神晶の記憶
「ごめんなさいね、この世界ではリザレクションは使えないの。使えるのはリーンカーネーション。あなたにはまた生まれ変わって貰うわ。わたしにできるのはそれだけ。そうね、せっかくだから私達の役には立たなさそうな、この神の神晶をあげるわ。境目の神、みんな口にするけど知られてない神。これがあなたのこれからの新しい人生の助けになる事を祈るわ。ありがとう。そしてさようなら」
緑色の髪の少女はそういうと僕の手の中にキラキラと光る石を握らせる。それは僕の手の中で砕け散り、光となって僕の体の中に吸い込まれて行った。
少女は悲しそうに切なそうに微笑むと僕に背を向けた。
僕の名前は綺羅それだけしか思い出せない。
思い出せる事は、僕は身を挺して彼女を守る事が出来た。その見返りとして僕の命は尽きかけている。
思いだすと何も良いことのない人生だった。
僕は何かに一生懸命になる事もなく、人におもねって自分の意思を人に伝える事も出来なく、何も出来なく、何もしなかった。

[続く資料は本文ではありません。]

//! Runtime record descriptors
//!
//! A [`RecordType`] is the composite type produced by synthesis: an
//! ordered list of fields, the validators installed on them and the
//! capabilities the type carries. It is cheap to clone and shared freely
//! between threads.
//!
//! Copyright (c) 2025 TypedConfig Team
//! Licensed under the Apache-2.0 license

use crate::error::{Error, Result};
use crate::registry::{ValidatorBinding, ValueType};
use serde::{Deserialize, Serialize};
use serde_json::{json, Map, Value};
use std::fmt;
use std::sync::Arc;

/// Optional behaviour attached to a record type
#[derive(Debug, Clone, Copy, PartialEq, Eq, Hash, Serialize, Deserialize)]
#[serde(rename_all = "lowercase")]
pub enum Capability {
    /// Reading from and writing to YAML/JSON documents
    Io,
}

impl fmt::Display for Capability {
    fn fmt(&self, f: &mut fmt::Formatter<'_>) -> fmt::Result {
        match self {
            Capability::Io => write!(f, "I/O"),
        }
    }
}

/// Type of one field: a checked scalar or a nested record
#[derive(Debug, Clone)]
pub enum FieldType {
    Scalar(Arc<dyn ValueType>),
    Record(RecordType),
}

impl FieldType {
    pub fn describe(&self) -> String {
        match self {
            FieldType::Scalar(ty) => ty.describe(),
            FieldType::Record(record) => record.name().to_string(),
        }
    }

    pub fn as_record(&self) -> Option<&RecordType> {
        match self {
            FieldType::Record(record) => Some(record),
            FieldType::Scalar(_) => None,
        }
    }
}

/// A resolved field
#[derive(Debug, Clone)]
pub struct FieldSpec {
    pub name: String,
    pub ty: FieldType,
    pub default: Option<Value>,
    pub doc: Option<String>,
    pub id: Option<Value>,
}

impl FieldSpec {
    pub fn new(name: impl Into<String>, ty: FieldType) -> Self {
        Self {
            name: name.into(),
            ty,
            default: None,
            doc: None,
            id: None,
        }
    }

    pub fn with_default(mut self, default: Value) -> Self {
        self.default = Some(default);
        self
    }

    pub fn is_required(&self) -> bool {
        self.default.is_none()
    }
}

struct RecordInner {
    name: String,
    fields: Vec<FieldSpec>,
    declaration_order: Vec<String>,
    validators: Vec<ValidatorBinding>,
    capabilities: Vec<Capability>,
}

/// Composite type built from a branch of the rule document
#[derive(Clone)]
pub struct RecordType {
    inner: Arc<RecordInner>,
}

impl RecordType {
    /// Build a record type with fields in the given order
    ///
    /// Every binding is installed, so one validator name may check several
    /// fields; a binding with an empty target checks the whole record.
    pub fn new(
        name: impl Into<String>,
        fields: Vec<FieldSpec>,
        validators: Vec<ValidatorBinding>,
        capabilities: &[Capability],
    ) -> Result<Self> {
        let declaration_order = fields.iter().map(|field| field.name.clone()).collect();
        Self::from_parts(name.into(), fields, declaration_order, validators, capabilities)
    }

    pub(crate) fn from_parts(
        name: String,
        fields: Vec<FieldSpec>,
        declaration_order: Vec<String>,
        validators: Vec<ValidatorBinding>,
        capabilities: &[Capability],
    ) -> Result<Self> {
        for binding in &validators {
            if !binding.is_root() && !fields.iter().any(|field| field.name == binding.target) {
                return Err(Error::internal(format!(
                    "validator '{}' of '{}' targets unknown field '{}'",
                    binding.name, name, binding.target
                )));
            }
        }

        let mut unique = Vec::new();
        for capability in capabilities {
            if !unique.contains(capability) {
                unique.push(*capability);
            }
        }

        Ok(Self {
            inner: Arc::new(RecordInner {
                name,
                fields,
                declaration_order,
                validators,
                capabilities: unique,
            }),
        })
    }

    pub fn name(&self) -> &str {
        &self.inner.name
    }

    /// Fields in construction order: required first, then defaulted
    pub fn fields(&self) -> &[FieldSpec] {
        &self.inner.fields
    }

    pub fn field(&self, name: &str) -> Option<&FieldSpec> {
        self.inner.fields.iter().find(|field| field.name == name)
    }

    pub fn field_names(&self) -> impl Iterator<Item = &str> {
        self.inner.fields.iter().map(|field| field.name.as_str())
    }

    /// Field names in the order the rule document declared them
    pub fn declaration_order(&self) -> &[String] {
        &self.inner.declaration_order
    }

    /// All installed validators
    pub fn validators(&self) -> &[ValidatorBinding] {
        &self.inner.validators
    }

    /// First validator installed under `name`
    pub fn validator(&self, name: &str) -> Option<&ValidatorBinding> {
        self.inner.validators.iter().find(|binding| binding.name == name)
    }

    /// Every validator installed under `name`, one per target
    pub fn validators_named<'a>(
        &'a self,
        name: &'a str,
    ) -> impl Iterator<Item = &'a ValidatorBinding> + 'a {
        self.inner
            .validators
            .iter()
            .filter(move |binding| binding.name == name)
    }

    /// Validators checking the whole record
    pub fn root_validators(&self) -> impl Iterator<Item = &ValidatorBinding> {
        self.inner.validators.iter().filter(|binding| binding.is_root())
    }

    /// Validators checking one field
    pub fn field_validators<'a>(
        &'a self,
        field: &'a str,
    ) -> impl Iterator<Item = &'a ValidatorBinding> + 'a {
        self.inner
            .validators
            .iter()
            .filter(move |binding| !binding.is_root() && binding.target == field)
    }

    pub fn capabilities(&self) -> &[Capability] {
        &self.inner.capabilities
    }

    pub fn has_capability(&self, capability: Capability) -> bool {
        self.inner.capabilities.contains(&capability)
    }

    pub(crate) fn require(&self, capability: Capability) -> Result<()> {
        if self.has_capability(capability) {
            Ok(())
        } else {
            Err(Error::MissingCapability {
                record: self.name().to_string(),
                capability,
            })
        }
    }

    /// Machine-readable description of the type, nested records included
    pub fn schema(&self) -> Value {
        let fields: Vec<Value> = self
            .fields()
            .iter()
            .map(|field| {
                let mut entry = Map::new();
                entry.insert("name".to_string(), json!(field.name));
                entry.insert("type".to_string(), json!(field.ty.describe()));
                entry.insert("required".to_string(), json!(field.is_required()));
                if let Some(default) = &field.default {
                    entry.insert("default".to_string(), default.clone());
                }
                if let Some(doc) = &field.doc {
                    entry.insert("doc".to_string(), json!(doc));
                }
                if let Some(id) = &field.id {
                    entry.insert("id".to_string(), id.clone());
                }
                if let FieldType::Record(record) = &field.ty {
                    entry.insert("record".to_string(), record.schema());
                }
                Value::Object(entry)
            })
            .collect();

        let validators: Vec<Value> = self
            .validators()
            .iter()
            .map(|binding| {
                json!({
                    "name": binding.name,
                    "target": binding.target,
                    "pre": binding.options.pre,
                    "always": binding.options.always,
                    "params": binding.params,
                })
            })
            .collect();

        json!({
            "name": self.name(),
            "capabilities": self.capabilities(),
            "fields": fields,
            "validators": validators,
        })
    }
}

impl fmt::Debug for RecordType {
    fn fmt(&self, f: &mut fmt::Formatter<'_>) -> fmt::Result {
        f.debug_struct("RecordType")
            .field("name", &self.inner.name)
            .field("fields", &self.inner.fields)
            .field("validators", &self.inner.validators)
            .field("capabilities", &self.inner.capabilities)
            .finish()
    }
}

友達もいなく、当然恋人も居なく、思い残す事は女の子となんというかそういう行為を全く出来なかった事だ。というかそもそも手を握った事も数える程しか無い。
『言い忘れてたけど、神晶は強い思いや願いを叶える力にもなるわ。わたしの魔法が発動するときにあなたの願いを強く念じたら叶うかもしれないわ。では、本当にさようなら』
僕の願い?1つだけある。
また、彼女に会いたい!
僕は彼女を見た瞬間、体になにかが突き抜けた。その容姿、振る舞い全てが僕を癒してくれた。一目ぼれとかそういうのではなく、ただ彼女のためになにかできればそれで良かった。僕は人生の最後で彼女を助ける事が出来た。それだけで満足だ。けど、たった1つわがままを言うのならば、彼女にもう一度会いたい。
彼女の笑顔をもう一度だけでもいいからみたい。
僕の願いはそれだけだ。
あ、良かったらイケメンになりたいな。女の子にチヤホヤされてみたい。
逆でもいいな、アイドルみたいな女の子になって、世界中の人々からチヤホヤされるのもいいな。
最後らへんは、どうでもいいことを考えながら、僕の意識は闇に沈んでいった。
◇◇◇◇◇◇◇◇◇◇◇◇◇◇◇
「なんだ?今の夢」
何故か僕の頬は涙で濡れていた。そうだ。僕は緑の髪の少女に会うために転生したんだった。まあ、なんというか、今となってはそこまで強い気持ちは湧かないけど。僕の回りには今は仲間たちがいる。ボッチだった夢の中の僕とは違う。
うたた寝の中、思い出したのはかつての記憶かもしれないけど、今の僕はマリー・シドーだ。過去はどうでも言い訳ではないけど、今を大事にしたい。